In preparing to be liturgist this Sunday, I've been reading Matthew 3:1-12 and some commentaries. Here it is in The Message translation:
3 1-3 While Jesus was living in the Galilean hills [some 60 miles north], John, called “the Baptizer,” was preaching in the desert country of Judea. His message was simple and austere, like his desert surroundings: “Change your life. God’s kingdom is here.” John and his message were authorized by Isaiah’s prophecy:Thunder in the desert!Prepare for God’s arrival!Make the road smooth and straight!4-6 John dressed in a camel-hair habit tied at the waist by a leather strap. He lived on a diet of locusts and wild field honey. People poured out of Jerusalem, Judea, and the Jordanian countryside to hear and see him in action. There at the Jordan River those who came to confess their sins were baptized into a changed life.7-10 When John realized that a lot of Pharisees and Sadducees were showing up for a baptismal experience because it was becoming the popular thing to do, he exploded: “Brood of snakes! What do you think you’re doing slithering down here to the river? Do you think a little water on your snakeskins is going to make any difference? It’s your life that must change, not your skin! And don’t think you can pull rank by claiming Abraham as father. Being a descendant of Abraham is neither here nor there. Descendants of Abraham are a dime a dozen. What counts is your life. Is it green and flourishing? Because if it’s deadwood, it goes on the fire.11-12 “I’m baptizing you here in the river, turning your old life in for a kingdom life. The real action comes next: The main character in this drama—compared to him I’m a mere stagehand—will ignite the kingdom life within you, a fire within you, the Holy Spirit within you, changing you from the inside out. He’s going to clean house—make a clean sweep of your lives. He’ll place everything true in its proper place before God; everything false he’ll put out with the trash to be burned.

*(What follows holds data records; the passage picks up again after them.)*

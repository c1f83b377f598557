//! The one map API the application talks to
//!
//! [`MapContextFacade`] owns the renderer pool, the event bridge and the tracking
//! session. It keeps the marker and route sets the caller asked for, so switching
//! to another backend (or back) redraws exactly the same content.

use crate::config::{FacadeConfig, MapConfig};
use crate::coords::{Bounds, GeoPoint, ScreenPoint, ScreenSize};
use crate::events::{EventBridge, HandlerResult, SubscriptionId};
use crate::export::{self, ExportFormat, ExportPayload};
use crate::host::{ContainerRef, generate_container_id};
use crate::marker::{self, MapMarker, UnifiedMarker};
use crate::pool::RendererPool;
use crate::renderer::{
    EventKind, MapContext, MapEvent, MapInstanceId, MapRenderer, ObjectHandle,
    OfflineTileRenderer, OnlineTileRenderer, PointerInput, PolylineStyle, RendererHandle,
    RoutingRenderer,
};
use crate::route::{PersistedRoute, TrackedRoute};
use crate::services::{
    DraftKind, FacadeDependencies, FavoritePlace, MapAnalyticsEvent, Notification,
    NotificationLevel, OfflineDraft, PostDraft, SyncReport,
};
use crate::tracking::{TrackingSession, TrackingSubscription};
use crate::{MapError, Result};
use serde_json::json;
use time::OffsetDateTime;

/// Zoom used by `set_center` when none is given
const DEFAULT_CENTER_ZOOM: f64 = 13.0;

/// Progress of the last `initialize`
#[derive(Clone, Debug, Default, PartialEq, Eq)]
pub enum LoadState {
    #[default]
    Idle,
    Loading,
    Ready,
    /// Message shown to the user
    Failed(String),
}

/// The map API handed out after initialization
#[derive(Clone, Debug, PartialEq, Eq)]
pub struct RegisteredApi {
    pub context: MapContext,
    pub container_id: String,
    pub map_id: Option<MapInstanceId>,
    /// Registered out of band through `register_background_api`
    pub background: bool,
}

impl RegisteredApi {
    pub fn handle(&self) -> Option<RendererHandle> {
        Some(RendererHandle {
            context: self.context,
            container_id: self.container_id.clone(),
            map_id: self.map_id?,
        })
    }
}

/// Live statistics of the running tracking session
#[derive(Clone, Copy, Debug, PartialEq)]
pub struct TrackingStats {
    pub points: usize,
    /// Meters
    pub distance: f64,
    pub started_at: OffsetDateTime,
}

pub struct MapContextFacade {
    deps: FacadeDependencies,
    config: FacadeConfig,
    active: MapContext,
    online: bool,
    pool: RendererPool,
    bridge: EventBridge,
    /// Markers owned by an outside component, replaced as a whole
    external_markers: Vec<UnifiedMarker>,
    /// Markers added one by one through the facade
    added_markers: Vec<UnifiedMarker>,
    routes: Vec<PersistedRoute>,
    /// Marker set not yet drawn because no renderer was ready
    markers_pending: bool,
    registered: Option<RegisteredApi>,
    background: Option<Box<dyn MapRenderer>>,
    last_init: Option<(String, MapConfig)>,
    load_state: LoadState,
    tracking: Option<TrackingSession>,
}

I want to share some brief thoughts on this. It is estimated to have been written between 75-80 CE by a Jewish Christian. All of the Gospels were anonymous, only being given names sometime after the year 150 CE. So far the earliest copy found is in some tiny fragments from the 2nd century. In the 4th century, there was a new testament, the Codex Sinaiticus -- a copy is in the British Library in London. It is different in what it includes from the current New Testament.
The book called Matthew has several purposes: to tell the story of Jesus, be a catechism for new converts, and be a guide to the people of The Way who were facing persecution from all sides.
In this passage above, John is preaching and baptizing. People were coming from a wide area. At that time baptism meant a person was giving their allegiance and obedience to the coming king. I had always thought of John in some rough costume, but here we are told it was camel hair, a soft and warm fabric woven of camel hair.
John knew that some who came to him were not sincere, and admonished them. It seems that going to hear John and being baptized by him was a sort of "in" thing to do. He taught that true repentance meant change within and new behavior, a new heart. He told them that it was not enough just to be a descendant of Abraham, one had to be made new, inside out.... and someone was coming to help with that.
Can you hear John the Baptizer speaking to us today? He speaks the same timeless message still. Can we hear him? Will we listen and do as he says?